Histoire des grandes erreurs de management »
de Christine Kerdellant
Denoël éditions 2016
 

Dans la Silicon Valley, un entrepreneur qui n’a pas connu d’échec n’est pas pris au sérieux. Les revers de fortune sont autant de "blessures de guerre" qu’arborent avec fierté les businessmen américains. Outre-Atlantique, "se planter" n’est pas stigmatisé comme dans nos cultures latines hantées par la crainte de la "faute" (inconsciemment confondue avec le pêché). Dans son dernier ouvrage, « Ils se croyaient les meilleurs... » (1), Christine Kerdellant nous le confirme : le succès n’apprend rien, seuls les revers permettent de progresser !

Des innovations mort-nées de Bill Gates ou de Steve Jobs aux rêves mégalos d’un Jean-Marie Messier, du géant Kodak qui n’a pas cru à la photo numérique à la marque Mamie Nova qui se moquait des grand-mères, des manigances de Madoff à l’explosion de la navette Challenger, de Danone à Orange, Google ou Volkswagen, l’auteur décortique cent cinquante erreurs - connues et moins connues - de management qui ont marqué l’histoire.
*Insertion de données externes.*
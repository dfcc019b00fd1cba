//! CLI argument definitions using clap

use clap::{ArgAction, Parser, Subcommand};

/// Book desks and rooms on iOffice: list, reserve, check in, cancel
#[derive(Parser, Debug)]
#[command(name = "ioffice")]
#[command(author, version, about, long_about = None)]
#[command(propagate_version = true)]
pub struct Cli {
    /// Increase log verbosity (-d info, -dd debug, -ddd trace)
    #[arg(short, long, action = ArgAction::Count, global = true)]
    pub debug: u8,

    /// Defaults to `list`
    #[command(subcommand)]
    pub command: Option<Commands>,
}

#[derive(Subcommand, Debug, Clone, PartialEq, Eq)]
pub enum Commands {
    /// List your upcoming reservations
    List,

    /// Reserve a room for a day
    Create {
        /// Day to book, e.g. 2024-03-01
        date: Option<String>,
        /// Room name to search for (default: configured roomID)
        room: Option<String>,
    },

    /// Check in to a reservation
    Checkin {
        /// Reservation ID
        id: u64,
    },

    /// Cancel a reservation
    Cancel {
        /// Reservation ID
        id: u64,
    },

    /// List buildings
    Buildings,

    /// List floors
    Floors {
        /// Building ID (default: configured buildingID, 0 = all)
        building_id: Option<u64>,
    },

    /// Show today's reservations on a floor
    Occupancy {
        /// Floor ID
        floor_id: Option<u64>,
    },

    /// Manage settings
    Config {
        #[command(subcommand)]
        command: ConfigCommands,
    },

    /// Generate shell completions
    Completion {
        /// Shell type
        #[arg(value_enum)]
        shell: clap_complete::Shell,
    },
}

#[derive(Subcommand, Debug, Clone, PartialEq, Eq)]
pub enum ConfigCommands {
    /// Show merged config (secrets masked)
    Show,

    /// Create config template
    Init {
        /// Create in the user config directory instead of the working directory
        #[arg(short, long)]
        global: bool,
    },

    /// Show config paths
    Path,
}
//! Domain layer: entities and business rules
//!
//! This layer is independent of external concerns (no I/O, no CLI, no config loading).

pub mod date;
pub mod entities;
pub mod error;

pub use date::{day_bounds_millis, epoch_millis, parse_booking_date};
pub use entities::*;
pub use error::DomainError;
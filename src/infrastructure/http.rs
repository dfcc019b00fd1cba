//! Blocking HTTPS transport backed by ureq

use std::time::Duration;

use tracing::{debug, trace};
use ureq::{Agent, RequestBuilder};
use url::Url;

use crate::domain::Credentials;
use crate::infrastructure::traits::{HttpMethod, Transport, TransportError};

/// REST root below the configured host.
pub const API_ROOT: &str = "/external/api/rest/";

/// Cookie carrying the session token.
pub const SESSION_COOKIE: &str = "ACTID";

const REQUEST_TIMEOUT: Duration = Duration::from_secs(30);

/// Resolve a configured hostname to the API base URL.
///
/// Bare hosts get `https://`; an explicit `http://` or `https://` origin is
/// kept as given.
pub fn base_url(hostname: &str) -> Result<Url, TransportError> {
    let host = hostname.trim().trim_end_matches('/');
    let origin = if host.starts_with("http://") || host.starts_with("https://") {
        host.to_string()
    } else {
        format!("https://{host}")
    };
    let raw = format!("{origin}{API_ROOT}");
    Url::parse(&raw).map_err(|source| TransportError::Url { url: raw, source })
}

/// Real transport: one agent, credentials attached to every request.
pub struct UreqTransport {
    agent: Agent,
    base: Url,
    credentials: Credentials,
}

impl UreqTransport {
    pub fn new(hostname: &str, credentials: Credentials) -> Result<Self, TransportError> {
        let base = base_url(hostname)?;
        let agent = Agent::config_builder()
            .http_status_as_error(false)
            .timeout_global(Some(REQUEST_TIMEOUT))
            .build()
            .new_agent();
        debug!("transport base url: {}", base);
        Ok(Self {
            agent,
            base,
            credentials,
        })
    }

    fn authorize<B>(&self, builder: RequestBuilder<B>) -> RequestBuilder<B> {
        let builder = builder.header("Accept", "application/json");
        match &self.credentials {
            Credentials::Session { token } => {
                builder.header("Cookie", format!("{SESSION_COOKIE}={token}"))
            }
            Credentials::Password { username, password } => builder
                .header("x-auth-username", username.as_str())
                .header("x-auth-password", password.as_str()),
        }
    }
}

impl Transport for UreqTransport {
    fn request(
        &self,
        method: HttpMethod,
        path: &str,
        body: Option<&[u8]>,
    ) -> Result<Vec<u8>, TransportError> {
        let url = self.base.join(path).map_err(|source| TransportError::Url {
            url: path.to_string(),
            source,
        })?;
        debug!("{} {}", method, url);

        let result = match method {
            HttpMethod::Get => self.authorize(self.agent.get(url.as_str())).call(),
            HttpMethod::Put => {
                let builder = self.authorize(self.agent.put(url.as_str()));
                match body {
                    Some(bytes) => builder.content_type("application/json").send(bytes),
                    None => builder.send_empty(),
                }
            }
            HttpMethod::Post => {
                let builder = self.authorize(self.agent.post(url.as_str()));
                match body {
                    Some(bytes) => builder.content_type("application/json").send(bytes),
                    None => builder.send_empty(),
                }
            }
        };

        let network = |source: ureq::Error| TransportError::Network {
            method,
            path: path.to_string(),
            source: Box::new(source),
        };
        let mut response = result.map_err(network)?;
        let status = response.status().as_u16();
        let bytes = response.body_mut().read_to_vec().map_err(network)?;
        trace!("{} {} -> {} ({} bytes)", method, path, status, bytes.len());

        if !(200..300).contains(&status) {
            return Err(TransportError::Status {
                method,
                path: path.to_string(),
                status,
                body: String::from_utf8_lossy(&bytes).into_owned(),
            });
        }
        Ok(bytes)
    }
}

#[cfg(test)]
mod tests {
    use super::*;
    use rstest::rstest;

    #[rstest]
    #[case("acme.ioffice.com", "https://acme.ioffice.com/external/api/rest/")]
    #[case("acme.ioffice.com/", "https://acme.ioffice.com/external/api/rest/")]
    #[case("http://127.0.0.1:8080", "http://127.0.0.1:8080/external/api/rest/")]
    #[case("https://acme.ioffice.com", "https://acme.ioffice.com/external/api/rest/")]
    fn given_hostname_when_resolving_base_then_api_root_appended(
        #[case] hostname: &str,
        #[case] expected: &str,
    ) {
        assert_eq!(base_url(hostname).unwrap().as_str(), expected);
    }

    #[test]
    fn given_relative_path_when_joined_then_query_is_kept() {
        let base = base_url("acme.ioffice.com").unwrap();
        let url = base
            .join("v2/reservations/?showOnlyMyReservations=true")
            .unwrap();
        assert_eq!(
            url.as_str(),
            "https://acme.ioffice.com/external/api/rest/v2/reservations/?showOnlyMyReservations=true"
        );
    }
}
//! Standard exit codes (BSD sysexits.h compatible)

/// Command line usage error
pub const USAGE: i32 = 64;

/// Data format error (undecodable response)
pub const DATAERR: i32 = 65;

/// Cannot open input (lookup returned nothing)
pub const NOINPUT: i32 = 66;

/// Service unavailable
pub const UNAVAILABLE: i32 = 69;

/// Internal software error
pub const SOFTWARE: i32 = 70;

/// Input/output error
pub const IOERR: i32 = 74;

/// Permission denied (authentication failed)
pub const NOPERM: i32 = 77;

/// Configuration error
pub const CONFIG: i32 = 78;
L’essai ne se borne pas à faire le catalogue des "ratages" de dirigeants, il pose une réflexion sur les processus de prise de décision et les choix stratégiques en entreprise.
En période de grande incertitude deux écueils menacent les décideurs : l’excès de confiance en soi et le fantasme de tout vouloir contrôler. Pour sortir de ce trou noir, l’agilité, l’inventivité, l’expérimentation sont des attitudes à cultiver, en acceptant de se tromper, à condition de corriger le tir. Et l’auteur de citer Laurence J. Peter, l’inventeur du "niveau d’incompétence" : « Le droit à l’erreur est le moteur du progrès, mais il ne faut tout de même pas que la gomme s’use plus vite que le crayon »...

Dominique Mataillet, journaliste et chroniqueur, rend compte de cet ouvrage dans un article pour La Revue dont nous reproduisons un large extrait ci-dessous, avec l’aimable autorisation de l’auteur.
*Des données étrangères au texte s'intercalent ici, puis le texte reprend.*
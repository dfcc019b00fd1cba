//! Command dispatch
//!
//! Booking commands are validated into an [`Intent`] first, then executed
//! against the service container. Results go to the supplied writer.

use std::fmt::Display;
use std::io::{self, Write};

use chrono::Utc;
use clap::CommandFactory;
use tracing::{debug, instrument};

use crate::application::services::IOfficeService;
use crate::application::ApplicationError;
use crate::cli::args::{Cli, Commands, ConfigCommands};
use crate::cli::error::{CliError, CliResult};
use crate::cli::intent::{Intent, RoomChoice};
use crate::cli::{output, render};
use crate::config::{self, Settings};
use crate::domain::{epoch_millis, ReservationRequest};
use crate::infrastructure::di::ServiceContainer;
use crate::infrastructure::InfraError;

pub fn execute_command(cli: &Cli) -> CliResult<()> {
    match &cli.command {
        Some(Commands::Config { command }) => execute_config(command),
        Some(Commands::Completion { shell }) => {
            let mut cmd = Cli::command();
            let name = cmd.get_name().to_string();
            clap_complete::generate(*shell, &mut cmd, name, &mut io::stdout());
            Ok(())
        }
        command => {
            let settings = Settings::load()?;
            let intent = Intent::from_command(command.as_ref(), &settings)?;
            let container = ServiceContainer::new(settings)?;
            let stdout = io::stdout();
            let mut out = stdout.lock();
            run_intent(&intent, &container, &mut out)
        }
    }
}

fn emit(out: &mut dyn Write, line: impl Display) -> CliResult<()> {
    writeln!(out, "{line}").map_err(|e| InfraError::io("write output", e).into())
}

fn list_reservations(service: &IOfficeService, out: &mut dyn Write) -> CliResult<()> {
    let reservations = service.reservations()?;
    emit(out, render::reservation_count_line(&reservations))?;
    emit(out, render::reservations_table(&reservations))
}

/// Execute one validated intent.
///
/// Authenticates first: a failing current-user lookup aborts before the
/// intent's own request is sent.
#[instrument(skip(container, out))]
pub fn run_intent(
    intent: &Intent,
    container: &ServiceContainer,
    out: &mut dyn Write,
) -> CliResult<()> {
    let service = &container.ioffice;
    let me = service.current_user()?;

    match intent {
        Intent::List => list_reservations(service, out)?,
        Intent::Create { date, room } => {
            let room_id = match room {
                RoomChoice::Configured(id) => *id,
                RoomChoice::Search { name, building_id } => {
                    service.find_room(name, *building_id)?.id
                }
            };
            let request = ReservationRequest::all_day(
                me.id,
                container.settings.center_id,
                room_id,
                epoch_millis(*date),
            );
            debug!("booking room {} at {}", room_id, request.start_date);
            let outcome = service.create_reservation(&request)?;
            emit(out, render::booking_message(&outcome))?;
        }
        Intent::CheckIn { reservation_id } => {
            let outcome = service.check_in(*reservation_id)?;
            emit(out, render::check_in_message(&outcome))?;
        }
        Intent::Cancel { reservation_id } => {
            let outcome = service.cancel(*reservation_id)?;
            emit(out, render::cancellation_message(&outcome))?;
        }
        Intent::Buildings => emit(out, render::buildings_table(&service.buildings()?))?,
        Intent::Floors { building_id } => {
            emit(out, render::floors_table(&service.floors(*building_id)?))?
        }
        Intent::Occupancy { floor_id } => {
            let today = Utc::now().date_naive();
            emit(
                out,
                render::occupancy_table(&service.occupancy(*floor_id, today)?),
            )?
        }
    }

    if intent.relists() {
        list_reservations(service, out)?;
    }
    Ok(())
}

fn execute_config(command: &ConfigCommands) -> CliResult<()> {
    match command {
        ConfigCommands::Show => {
            let settings = Settings::load()?;
            output::info(&render::settings_table(&settings.display_entries()));
            Ok(())
        }
        ConfigCommands::Path => {
            for path in config::search_paths() {
                if path.is_file() {
                    output::success(&path.display());
                } else {
                    output::failure(&format!("{} (not found)", path.display()));
                }
            }
            Ok(())
        }
        ConfigCommands::Init { global } => {
            let path = if *global {
                config::global_config_path().ok_or_else(|| {
                    ApplicationError::config("cannot determine user config directory")
                })?
            } else {
                config::local_config_path()
            };
            if path.exists() {
                return Err(CliError::InvalidArgs(format!(
                    "config already exists: {}",
                    path.display()
                )));
            }
            if let Some(parent) = path.parent().filter(|p| !p.as_os_str().is_empty()) {
                std::fs::create_dir_all(parent)
                    .map_err(|e| InfraError::io(format!("create {}", parent.display()), e))?;
            }
            std::fs::write(&path, Settings::template())
                .map_err(|e| InfraError::io(format!("write {}", path.display()), e))?;
            output::action("Created", &path.display());
            Ok(())
        }
    }
}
(1) « Ils se croyaient les meilleurs... Histoire des grandes erreurs de management » de Christine Kerdellant, éditions Denoël 2016, 522 pages.
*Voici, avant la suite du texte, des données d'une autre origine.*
use cw_core::aggregator::{Aggregator, RequestContext};
use cw_core::types::io::WindowQuery;
use cw_db::schema::with_test_db;
use cw_db::store::DbStore;
use cw_events::bus::EventBus;
use cw_events::types::{DtmfAction, EventSource};
use serde_json::json;

fn aggregator() -> Aggregator<DbStore> {
    let conn = with_test_db().expect("in-memory db");
    Aggregator::new(DbStore::new(conn), EventBus::new(16))
}

fn ctx() -> RequestContext {
    RequestContext::new(EventSource::Webhook, Some("corr-test".to_string()))
}

#[test]
fn ingest_to_execution_state_round_trip() {
    let aggregator = aggregator();
    let ctx = ctx();

    let first = aggregator
        .events()
        .ingest(
            &ctx,
            json!({ "execution_id": "X", "status": "initiated", "occurred_at": 1000 }),
        )
        .unwrap();
    aggregator
        .events()
        .ingest(
            &ctx,
            json!({ "execution_id": "X", "digits": "1", "occurred_at": 2000 }),
        )
        .unwrap();
    let last = aggregator
        .events()
        .ingest(
            &ctx,
            json!({ "execution_id": "X", "status": "completed", "occurred_at": 3000 }),
        )
        .unwrap();

    assert_eq!(first.seq, 1);
    assert_eq!(last.seq, 3);

    let state = aggregator.executions().get("X").unwrap();
    assert_eq!(state.status.as_deref(), Some("completed"));
    assert_eq!(state.events.len(), 3);
    assert_eq!(state.dtmf_actions.len(), 1);
    assert_eq!(state.dtmf_actions[0].digits, "1");
    assert_eq!(
        state.dtmf_actions[0].action,
        Some(DtmfAction::ConfirmAppointment)
    );
    assert_eq!(state.created_at, Some(1000));
    assert_eq!(state.last_activity, Some(3000));
}

#[test]
fn ingest_rejects_payload_without_execution_id() {
    let aggregator = aggregator();
    let err = aggregator
        .events()
        .ingest(&ctx(), json!({ "status": "ringing" }))
        .unwrap_err();
    assert!(matches!(
        err,
        cw_core::CallwatchError::Normalize(cw_events::NormalizeError::MissingExecutionId)
    ));

    // Nothing was persisted.
    assert!(aggregator.events().list(None, None).unwrap().is_empty());
}

#[test]
fn ingest_stamps_request_context_onto_the_record() {
    let aggregator = aggregator();
    let record = aggregator
        .events()
        .ingest(&ctx(), json!({ "execution_id": "X", "status": "ringing" }))
        .unwrap();
    assert_eq!(record.source, EventSource::Webhook);
    assert_eq!(record.correlation_id.as_deref(), Some("corr-test"));
}

#[test]
fn unknown_execution_reduces_to_empty_state() {
    let aggregator = aggregator();
    let state = aggregator.executions().get("nope").unwrap();
    assert_eq!(state.execution_id, "nope");
    assert!(state.is_empty());
}

#[test]
fn pagination_contract_over_45_executions() {
    let aggregator = aggregator();
    let ctx = ctx();
    // Execution exec-45 has the newest activity, exec-1 the oldest.
    for n in 1..=45 {
        aggregator
            .events()
            .ingest(
                &ctx,
                json!({
                    "execution_id": format!("exec-{n}"),
                    "status": "completed",
                    "occurred_at": 1000 + n,
                }),
            )
            .unwrap();
    }

    let page = aggregator.executions().list(Some(20), Some(20)).unwrap();
    assert_eq!(page.total, 45);
    assert_eq!(page.total_pages, 3);
    assert!(page.has_next_page);
    assert!(page.has_previous_page);
    assert_eq!(page.items.len(), 20);
    // Ranks 21..=40 by last_activity descending: exec-25 down to exec-6.
    assert_eq!(page.items[0].execution_id, "exec-25");
    assert_eq!(page.items[19].execution_id, "exec-6");
}

#[test]
fn execution_summaries_come_from_the_reducer() {
    let aggregator = aggregator();
    let ctx = ctx();
    aggregator
        .events()
        .ingest(
            &ctx,
            json!({ "execution_id": "X", "status": "ringing", "occurred_at": 100, "to": "+15550100" }),
        )
        .unwrap();
    aggregator
        .events()
        .ingest(
            &ctx,
            json!({ "execution_id": "X", "digits": "2", "occurred_at": 200 }),
        )
        .unwrap();

    let page = aggregator.executions().list(None, None).unwrap();
    assert_eq!(page.items.len(), 1);
    let summary = &page.items[0];
    assert_eq!(summary.status.as_deref(), Some("ringing"));
    assert_eq!(summary.event_count, 2);
    assert_eq!(summary.dtmf_count, 1);
    assert_eq!(summary.to_number.as_deref(), Some("+15550100"));
    assert_eq!(summary.last_activity, Some(200));
}

#[test]
fn window_counts_match_ingested_events() {
    let aggregator = aggregator();
    let ctx = ctx();
    aggregator
        .events()
        .ingest(
            &ctx,
            json!({ "execution_id": "A", "digits": "1", "occurred_at": 100 }),
        )
        .unwrap();
    aggregator
        .events()
        .ingest(
            &ctx,
            json!({ "execution_id": "B", "digits": "2", "occurred_at": 150 }),
        )
        .unwrap();

    let counts = aggregator
        .stats()
        .window(WindowQuery {
            since: 0,
            until: 1_000,
        })
        .unwrap();
    assert_eq!(counts.events, 2);
    assert_eq!(counts.executions, 2);
    assert_eq!(counts.dtmf_events, 2);
    assert_eq!(counts.confirmations, 1);
    assert_eq!(counts.cancellations, 1);
}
« Si vous n’avez jamais échoué, c’est que vous n’avez jamais rien tenté »

Editions Denoël 2016

Certains, parmi les anciens, ont encore en tête l’histoire du parfum Bic. Au milieu des années 1970, le baron Bich, fort de l’énorme succès de ses stylos-billes, élargit ses activités à d’autres produits à bas prix. En 1975, il met sur le marché le rasoir jetable, puis, en 1983, le briquet lui aussi jetable. Avec la même réussite. Dix ans plus tard, il imagine une nouvelle aventure : le parfum. Comme pour les stylos, il entend une fois encore satisfaire un besoin universel grâce à des objets pratiques et peu coûteux.

Le baron ne lésine pas sur les moyens. Il fait développer par un « grand nez » plusieurs jus de très grande qualité, investit l’équivalent de 45 millions d’euros dans une usine ultra-moderne et, en 1989, sort son flacon à 20 francs pièce (3 euros). Un gros budget publicitaire est alloué au lancement du parfum, avec force spots radio et dessins animés pour la télé. Parmi les slogans, « Ton parfum Bic me botte, Biquet, ton parfum Bic me plaît », « Biquette, c’est bath, ton parfum Bic m’éclate »...
Mais, voilà, les biquettes ne sont pas emballées. La commercialisation du parfum est un fiasco. Une autre campagne publicitaire, plus traditionnelle, n’y changera rien. Les ventes ne décolleront jamais. Qu’est-ce qui n’allait pas ? Un parfum vend du rêve, et Bic, ça ne fait pas rêver du tout. Surtout que si le jus est correct, l’emballage n’a rien de très folichon. Il faut se rendre à l’évidence : le flacon fait aussi l’ivresse !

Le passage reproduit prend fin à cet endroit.